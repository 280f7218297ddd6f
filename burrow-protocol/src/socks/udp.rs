//! SOCKS5 UDP datagram encapsulation.
//!
//! The layout is the standard `RSV FRAG ATYP DST.ADDR DST.PORT DATA`, with
//! one deviation: on the TCP tunnel between client and server the RSV field
//! carries the payload length, because a byte stream has no datagram
//! boundaries. RSV is zero on real UDP sockets.

use bytes::Bytes;
use tokio::io::{AsyncRead, AsyncReadExt, AsyncWrite, AsyncWriteExt};

use super::addr::{Addr, ATYP_DOMAIN, ATYP_IPV4, ATYP_IPV6};
use crate::error::{Result, SocksError};
use crate::pool;

/// Datagram header: `RSV(2) FRAG(1) ATYP ADDR PORT`.
#[derive(Debug, Clone, PartialEq, Eq)]
pub struct UdpHeader {
    pub rsv: u16,
    pub frag: u8,
    pub addr: Addr,
}

#[derive(Debug, Clone, PartialEq, Eq)]
pub struct UdpDatagram {
    pub header: UdpHeader,
    pub data: Bytes,
}

impl UdpDatagram {
    pub fn new(addr: Addr, data: Bytes) -> Self {
        Self {
            header: UdpHeader {
                rsv: 0,
                frag: 0,
                addr,
            },
            data,
        }
    }

    /// Parses a complete datagram from one packet buffer.
    pub fn parse(buf: &[u8]) -> Result<Self> {
        if buf.len() < 5 {
            return Err(SocksError::BadFormat("short udp datagram"));
        }
        let rsv = u16::from_be_bytes([buf[0], buf[1]]);
        let frag = buf[2];
        let addr = Addr::decode(&buf[3..])?;
        let hlen = 3 + addr.wire_len();
        let dlen = if rsv != 0 {
            rsv as usize
        } else {
            buf.len() - hlen
        };
        if buf.len() < hlen + dlen {
            return Err(SocksError::BadFormat("truncated udp payload"));
        }
        Ok(Self {
            header: UdpHeader { rsv, frag, addr },
            data: Bytes::copy_from_slice(&buf[hlen..hlen + dlen]),
        })
    }

    /// Reads a datagram from a byte stream.
    ///
    /// When RSV is non-zero it is trusted as the payload length and the
    /// datagram is read exactly. When RSV is zero the rest of a single read
    /// is taken as the payload, which matches a peer that writes each
    /// datagram with one call.
    pub async fn read_from<R>(r: &mut R) -> Result<Self>
    where
        R: AsyncRead + Unpin,
    {
        let mut b = pool::large();
        r.read_exact(&mut b[..5]).await?;
        let rsv = u16::from_be_bytes([b[0], b[1]]);
        let frag = b[2];
        let hlen = match b[3] {
            ATYP_IPV4 => 10,
            ATYP_IPV6 => 22,
            ATYP_DOMAIN => 7 + b[4] as usize,
            other => return Err(SocksError::BadAddrType(other)),
        };
        let end = if rsv != 0 {
            let end = hlen + rsv as usize;
            if end > b.len() {
                return Err(SocksError::BadFormat("udp datagram too large"));
            }
            r.read_exact(&mut b[5..end]).await?;
            end
        } else {
            let n = 5 + r.read(&mut b[5..]).await?;
            if n < hlen {
                return Err(SocksError::BadFormat("short udp datagram"));
            }
            n
        };
        let addr = Addr::decode(&b[3..hlen])?;
        Ok(Self {
            header: UdpHeader { rsv, frag, addr },
            data: Bytes::copy_from_slice(&b[hlen..end]),
        })
    }

    /// Serializes the datagram and writes it with a single call.
    pub async fn write_to<W>(&self, w: &mut W) -> Result<()>
    where
        W: AsyncWrite + Unpin,
    {
        let mut b = pool::large();
        let n = self.encode(&mut b)?;
        w.write_all(&b[..n]).await?;
        Ok(())
    }

    pub fn encode(&self, buf: &mut [u8]) -> Result<usize> {
        let hlen = 3 + self.header.addr.wire_len();
        if buf.len() < hlen + self.data.len() {
            return Err(SocksError::BadFormat("datagram buffer too small"));
        }
        buf[..2].copy_from_slice(&self.header.rsv.to_be_bytes());
        buf[2] = self.header.frag;
        self.header.addr.encode(&mut buf[3..])?;
        buf[hlen..hlen + self.data.len()].copy_from_slice(&self.data);
        Ok(hlen + self.data.len())
    }
}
....................
All records shown above are to be given again verbatim.

### COMPLETED TASK
repository 280f7218297ddd6f
filename burrow-protocol/src/socks/udp.rs
//! SOCKS5 UDP datagram encapsulation.
//!
//! The layout is the standard `RSV FRAG ATYP DST.ADDR DST.PORT DATA`, with
//! one deviation: on the TCP tunnel between client and server the RSV field
//! carries the payload length, because a byte stream has no datagram
//! boundaries. RSV is zero on real UDP sockets.

use bytes::Bytes;
use tokio::io::{AsyncRead, AsyncReadExt, AsyncWrite, AsyncWriteExt};

use super::addr::{Addr, ATYP_DOMAIN, ATYP_IPV4, ATYP_IPV6};
use crate::error::{Result, SocksError};
use crate::pool;

/// Datagram header: `RSV(2) FRAG(1) ATYP ADDR PORT`.
#[derive(Debug, Clone, PartialEq, Eq)]
pub struct UdpHeader {
    pub rsv: u16,
    pub frag: u8,
    pub addr: Addr,
}

#[derive(Debug, Clone, PartialEq, Eq)]
pub struct UdpDatagram {
    pub header: UdpHeader,
    pub data: Bytes,
}

impl UdpDatagram {
    pub fn new(addr: Addr, data: Bytes) -> Self {
        Self {
            header: UdpHeader {
                rsv: 0,
                frag: 0,
                addr,
            },
            data,
        }
    }

    /// Parses a complete datagram from one packet buffer.
    pub fn parse(buf: &[u8]) -> Result<Self> {
        if buf.len() < 5 {
            return Err(SocksError::BadFormat("short udp datagram"));
        }
        let rsv = u16::from_be_bytes([buf[0], buf[1]]);
        let frag = buf[2];
        let addr = Addr::decode(&buf[3..])?;
        let hlen = 3 + addr.wire_len();
        let dlen = if rsv != 0 {
            rsv as usize
        } else {
            buf.len() - hlen
        };
        if buf.len() < hlen + dlen {
            return Err(SocksError::BadFormat("truncated udp payload"));
        }
        Ok(Self {
            header: UdpHeader { rsv, frag, addr },
            data: Bytes::copy_from_slice(&buf[hlen..hlen + dlen]),
        })
    }

    /// Reads a datagram from a byte stream.
    ///
    /// When RSV is non-zero it is trusted as the payload length and the
    /// datagram is read exactly. When RSV is zero the rest of a single read
    /// is taken as the payload, which matches a peer that writes each
    /// datagram with one call.
    pub async fn read_from<R>(r: &mut R) -> Result<Self>
    where
        R: AsyncRead + Unpin,
    {
        let mut b = pool::large();
        r.read_exact(&mut b[..5]).await?;
        let rsv = u16::from_be_bytes([b[0], b[1]]);
        let frag = b[2];
        let hlen = match b[3] {
            ATYP_IPV4 => 10,
            ATYP_IPV6 => 22,
            ATYP_DOMAIN => 7 + b[4] as usize,
            other => return Err(SocksError::BadAddrType(other)),
        };
        let end = if rsv != 0 {
            let end = hlen + rsv as usize;
            if end > b.len() {
                return Err(SocksError::BadFormat("udp datagram too large"));
            }
            r.read_exact(&mut b[5..end]).await?;
            end
        } else {
            let n = 5 + r.read(&mut b[5..]).await?;
            if n < hlen {
                return Err(SocksError::BadFormat("short udp datagram"));
            }
            n
        };
        let addr = Addr::decode(&b[3..hlen])?;
        Ok(Self {
            header: UdpHeader { rsv, frag, addr },
            data: Bytes::copy_from_slice(&b[hlen..end]),
        })
    }

    /// Serializes the datagram and writes it with a single call.
    pub async fn write_to<W>(&self, w: &mut W) -> Result<()>
    where
        W: AsyncWrite + Unpin,
    {
        let mut b = pool::large();
        let n = self.encode(&mut b)?;
        w.write_all(&b[..n]).await?;
        Ok(())
    }

    pub fn encode(&self, buf: &mut [u8]) -> Result<usize> {
        let hlen = 3 + self.header.addr.wire_len();
        if buf.len() < hlen + self.data.len() {
            return Err(SocksError::BadFormat("datagram buffer too small"));
        }
        buf[..2].copy_from_slice(&self.header.rsv.to_be_bytes());
        buf[2] = self.header.frag;
        self.header.addr.encode(&mut buf[3..])?;
        buf[hlen..hlen + self.data.len()].copy_from_slice(&self.data);
        Ok(hlen + self.data.len())
    }
}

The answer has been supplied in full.